**WHAT IS EXPECTED:** Where the word "TotalErrorPos" occurs in a line of the data, return the whole line.

(Collected data)
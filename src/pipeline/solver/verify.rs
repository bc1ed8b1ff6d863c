//! Solution verification
//!
//! Cross-checks a solved assignment against every invariant the formulation
//! models. Any violation is an error: an unverified model is never reported
//! as valid.

use crate::pipeline::coefficients::CoefType;
use crate::pipeline::dataset::Dataset;
use crate::pipeline::error::{Invariant, VerificationError};

use super::info::{CountBounds, SlimInfo, VarGroup};

/// Absolute tolerance for every floating point comparison
pub const TOLERANCE: f64 = 1e-6;

/// Facts established by a successful verification
#[derive(Debug, Clone, PartialEq)]
pub struct VerifiedSolution {
    pub rho: Vec<f64>,
    pub l0_norm: usize,
    pub total_error: usize,
    pub total_error_pos: usize,
    pub total_error_neg: usize,
}

/// Check `assignment` against the invariants recorded in `info`.
///
/// Checks run in a fixed order and the first violation is returned.
pub fn verify_solution(
    assignment: &[f64],
    info: &SlimInfo,
    dataset: &Dataset,
) -> Result<VerifiedSolution, VerificationError> {
    if assignment.len() != info.n_variables() {
        return Err(VerificationError::LengthMismatch {
            expected: info.n_variables(),
            actual: assignment.len(),
        });
    }
    if dataset.n_samples() != info.n_samples || dataset.n_variables() != info.n_coefficients() {
        return Err(VerificationError::DatasetMismatch {
            expected_rows: info.n_samples,
            expected_cols: info.n_coefficients(),
            actual_rows: dataset.n_samples(),
            actual_cols: dataset.n_variables(),
        });
    }

    let rho = info.values(VarGroup::Rho, assignment);
    let alpha = info.values(VarGroup::Alpha, assignment);
    let beta = info.values(VarGroup::Beta, assignment);
    let err = info.values(VarGroup::Error, assignment);
    let total_error = info.scalar(VarGroup::TotalError, assignment);
    let total_error_pos = info.scalar(VarGroup::TotalErrorPos, assignment);
    let total_error_neg = info.scalar(VarGroup::TotalErrorNeg, assignment);
    let total_l0_norm = info.scalar(VarGroup::TotalL0Norm, assignment);

    // coefficients
    for (j, &r) in rho.iter().enumerate() {
        if r > info.rho_ub[j] + TOLERANCE {
            return violation(VarGroup::Rho, j, Invariant::RhoUpperBound, info.rho_ub[j], r);
        }
        if r < info.rho_lb[j] - TOLERANCE {
            return violation(VarGroup::Rho, j, Invariant::RhoLowerBound, info.rho_lb[j], r);
        }
        if info.rho_type[j] == CoefType::Integer && !is_integral(r) {
            return violation(VarGroup::Rho, j, Invariant::RhoIntegral, r.round(), r);
        }
    }

    // L0 indicators
    for (k, &a) in alpha.iter().enumerate() {
        let j = info.alpha_coef[k];
        if !is_binary(a) {
            return violation(VarGroup::Alpha, j, Invariant::AlphaBinary, a.round(), a);
        }
        if is_zero(a) && !is_zero(rho[j]) {
            return violation(VarGroup::Rho, j, Invariant::AlphaZeroImpliesRhoZero, 0.0, rho[j]);
        }
        if !is_zero(rho[j]) && !is_one(a) {
            return violation(VarGroup::Alpha, j, Invariant::NonzeroRhoImpliesAlpha, 1.0, a);
        }
    }

    // L1 helpers
    for (k, &b) in beta.iter().enumerate() {
        let j = info.beta_coef[k];
        let expected = rho[j].abs();
        if (b - expected).abs() > TOLERANCE {
            return violation(VarGroup::Beta, j, Invariant::BetaEqualsAbsRho, expected, b);
        }
        if b > info.beta_ub[k] + TOLERANCE {
            return violation(VarGroup::Beta, j, Invariant::BetaUpperBound, info.beta_ub[k], b);
        }
        if b < info.beta_lb[k] - TOLERANCE {
            return violation(VarGroup::Beta, j, Invariant::BetaLowerBound, info.beta_lb[k], b);
        }
    }

    // L0 norm
    let alpha_sum: f64 = alpha.iter().sum();
    if (total_l0_norm - alpha_sum).abs() > TOLERANCE {
        return violation(
            VarGroup::TotalL0Norm,
            0,
            Invariant::L0NormEqualsAlphaSum,
            alpha_sum,
            total_l0_norm,
        );
    }
    let cardinality = rho
        .iter()
        .zip(&info.l0_reg_ind)
        .filter(|&(&r, &reg)| reg && !is_zero(r))
        .count();
    if (total_l0_norm - cardinality as f64).abs() > TOLERANCE {
        return violation(
            VarGroup::TotalL0Norm,
            0,
            Invariant::L0NormEqualsCardinality,
            cardinality as f64,
            total_l0_norm,
        );
    }
    if cardinality < info.l0_min {
        return violation(
            VarGroup::TotalL0Norm,
            0,
            Invariant::L0NormLowerBudget,
            info.l0_min as f64,
            cardinality as f64,
        );
    }
    if cardinality > info.l0_max {
        return violation(
            VarGroup::TotalL0Norm,
            0,
            Invariant::L0NormUpperBudget,
            info.l0_max as f64,
            cardinality as f64,
        );
    }

    // error indicators
    let scores: Vec<f64> = (0..dataset.n_samples())
        .map(|i| dataset.margin_score(i, rho))
        .collect();
    for (i, (&e, &score)) in err.iter().zip(&scores).enumerate() {
        if !is_binary(e) {
            return violation(VarGroup::Error, i, Invariant::ErrorBinary, e.round(), e);
        }
        let expected = if score < info.epsilon { 1.0 } else { 0.0 };
        let ambiguous = (score - info.epsilon).abs() <= TOLERANCE;
        if (e - expected).abs() > TOLERANCE && !ambiguous {
            return violation(VarGroup::Error, i, Invariant::ErrorLinking, expected, e);
        }
    }

    // aggregate error counts
    let err_sum: f64 = err.iter().sum();
    let err_pos: f64 = masked_sum(err, &info.pos_ind);
    let err_neg: f64 = masked_sum(err, &info.neg_ind);
    let aggregates = [
        (VarGroup::TotalError, Invariant::TotalErrorSum, err_sum, total_error),
        (VarGroup::TotalErrorPos, Invariant::TotalErrorPosSum, err_pos, total_error_pos),
        (VarGroup::TotalErrorNeg, Invariant::TotalErrorNegSum, err_neg, total_error_neg),
        (
            VarGroup::TotalError,
            Invariant::TotalErrorSplit,
            total_error_pos + total_error_neg,
            total_error,
        ),
    ];
    for (group, invariant, expected, observed) in aggregates {
        if (expected - observed).abs() > TOLERANCE {
            return violation(group, 0, invariant, expected, observed);
        }
    }
    for (group, bounds, observed) in [
        (VarGroup::TotalError, info.total_error_bounds, total_error),
        (VarGroup::TotalErrorPos, info.total_error_pos_bounds, total_error_pos),
        (VarGroup::TotalErrorNeg, info.total_error_neg_bounds, total_error_neg),
    ] {
        check_budget(group, bounds, observed)?;
    }

    // big-M
    for (i, &score) in scores.iter().enumerate() {
        if -score > info.big_m[i] + TOLERANCE {
            return violation(VarGroup::Error, i, Invariant::BigMCoversScore, info.big_m[i], -score);
        }
    }

    Ok(VerifiedSolution {
        rho: rho.to_vec(),
        l0_norm: cardinality,
        total_error: total_error.round() as usize,
        total_error_pos: total_error_pos.round() as usize,
        total_error_neg: total_error_neg.round() as usize,
    })
}

/// The unique assignment consistent with coefficient vector `rho`.
///
/// Indicators and aggregates are derived from `rho` exactly as the verifier
/// expects them; bounds and budgets are not enforced here.
pub fn assignment_from_coefficients(rho: &[f64], info: &SlimInfo, dataset: &Dataset) -> Vec<f64> {
    let mut values = vec![0.0; info.n_variables()];
    let layout = info.layout;

    values[layout.rho.indices()].copy_from_slice(rho);
    for (k, &j) in info.alpha_coef.iter().enumerate() {
        values[layout.alpha.start + k] = if rho[j] != 0.0 { 1.0 } else { 0.0 };
    }
    for (k, &j) in info.beta_coef.iter().enumerate() {
        values[layout.beta.start + k] = rho[j].abs();
    }

    let (mut pos, mut neg) = (0.0, 0.0);
    for i in 0..dataset.n_samples() {
        let e = if dataset.margin_score(i, rho) < info.epsilon { 1.0 } else { 0.0 };
        values[layout.error.start + i] = e;
        if dataset.label(i) == 1 {
            pos += e;
        } else {
            neg += e;
        }
    }
    values[layout.total_error.start] = pos + neg;
    values[layout.total_error_pos.start] = pos;
    values[layout.total_error_neg.start] = neg;
    values[layout.total_l0_norm.start] = info
        .alpha_coef
        .iter()
        .filter(|&&j| rho[j] != 0.0)
        .count() as f64;
    values
}

fn violation<T>(
    group: VarGroup,
    index: usize,
    invariant: Invariant,
    expected: f64,
    observed: f64,
) -> Result<T, VerificationError> {
    Err(VerificationError::Violation {
        group,
        index,
        invariant,
        expected,
        observed,
    })
}

fn check_budget(group: VarGroup, bounds: CountBounds, observed: f64) -> Result<(), VerificationError> {
    if observed < bounds.min as f64 - TOLERANCE {
        return violation(group, 0, Invariant::ErrorLowerBudget, bounds.min as f64, observed);
    }
    if observed > bounds.max as f64 + TOLERANCE {
        return violation(group, 0, Invariant::ErrorUpperBudget, bounds.max as f64, observed);
    }
    Ok(())
}

fn masked_sum(values: &[f64], mask: &[bool]) -> f64 {
    values
        .iter()
        .zip(mask)
        .filter(|&(_, &m)| m)
        .map(|(v, _)| v)
        .sum()
}

#[inline]
pub(crate) fn is_zero(value: f64) -> bool {
    value.abs() <= TOLERANCE
}

#[inline]
fn is_one(value: f64) -> bool {
    (value - 1.0).abs() <= TOLERANCE
}

#[inline]
fn is_binary(value: f64) -> bool {
    is_zero(value) || is_one(value)
}

#[inline]
fn is_integral(value: f64) -> bool {
    (value - value.round()).abs() <= TOLERANCE
}

#[cfg(test)]
mod tests {
    use super::*;
    use crate::pipeline::dataset::INTERCEPT_NAME;
    use crate::pipeline::solver::bounds::prepare_coefficients;
    use crate::pipeline::solver::formulation::{build_formulation, Formulation};
    use crate::pipeline::solver::SlimConfig;

    fn setup() -> (Dataset, Formulation) {
        let d = Dataset::new(
            vec![
                vec![1.0, 1.0],
                vec![1.0, 2.0],
                vec![1.0, -1.0],
                vec![1.0, -2.0],
            ],
            vec![1.0, 1.0, -1.0, -1.0],
            vec![INTERCEPT_NAME.to_string(), "x".to_string()],
            None,
            None,
        )
        .unwrap();
        let config = SlimConfig::default();
        let coefs = prepare_coefficients(&d, &config).unwrap();
        let f = build_formulation(&d, &coefs, config).unwrap();
        (d, f)
    }

    #[test]
    fn test_consistent_assignment_passes() {
        let (d, f) = setup();
        let values = assignment_from_coefficients(&[0.0, 3.0], &f.info, &d);
        let verified = verify_solution(&values, &f.info, &d).unwrap();
        assert_eq!(verified.total_error, 0);
        assert_eq!(verified.l0_norm, 1);
        assert_eq!(f.spec.max_violation(&values), 0.0);
    }

    #[test]
    fn test_intercept_only_assignment_counts_errors() {
        let (d, f) = setup();
        let values = assignment_from_coefficients(&[1.0, 0.0], &f.info, &d);
        let verified = verify_solution(&values, &f.info, &d).unwrap();
        assert_eq!(verified.total_error, 2);
        assert_eq!(verified.total_error_neg, 2);
        assert_eq!(verified.l0_norm, 0);
    }

    #[test]
    fn test_wrong_length() {
        let (d, f) = setup();
        let err = verify_solution(&[0.0; 3], &f.info, &d).unwrap_err();
        assert!(matches!(err, VerificationError::LengthMismatch { actual: 3, .. }));
    }

    #[test]
    fn test_alpha_zero_with_nonzero_rho() {
        let (d, f) = setup();
        let mut values = assignment_from_coefficients(&[0.0, 3.0], &f.info, &d);
        values[f.info.alpha_index(1).unwrap()] = 0.0;
        let err = verify_solution(&values, &f.info, &d).unwrap_err();
        assert_eq!(err.invariant(), Some(Invariant::AlphaZeroImpliesRhoZero));
    }

    #[test]
    fn test_flipped_error_indicator() {
        let (d, f) = setup();
        let mut values = assignment_from_coefficients(&[0.0, 3.0], &f.info, &d);
        values[f.info.range(VarGroup::Error).start + 1] = 1.0;
        let err = verify_solution(&values, &f.info, &d).unwrap_err();
        assert_eq!(
            err,
            VerificationError::Violation {
                group: VarGroup::Error,
                index: 1,
                invariant: Invariant::ErrorLinking,
                expected: 0.0,
                observed: 1.0,
            }
        );
    }

    #[test]
    fn test_beta_must_equal_abs_rho() {
        let (d, f) = setup();
        let mut values = assignment_from_coefficients(&[0.0, -2.0], &f.info, &d);
        values[f.info.beta_index(1).unwrap()] = 3.0;
        let err = verify_solution(&values, &f.info, &d).unwrap_err();
        assert_eq!(err.invariant(), Some(Invariant::BetaEqualsAbsRho));
    }
}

**ANSWER SPACE:**
    let total_error_pos = info.scalar(VarGroup::TotalErrorPos, assignment);
        (VarGroup::TotalErrorPos, Invariant::TotalErrorPosSum, err_pos, total_error_pos),
        (VarGroup::TotalErrorPos, info.total_error_pos_bounds, total_error_pos),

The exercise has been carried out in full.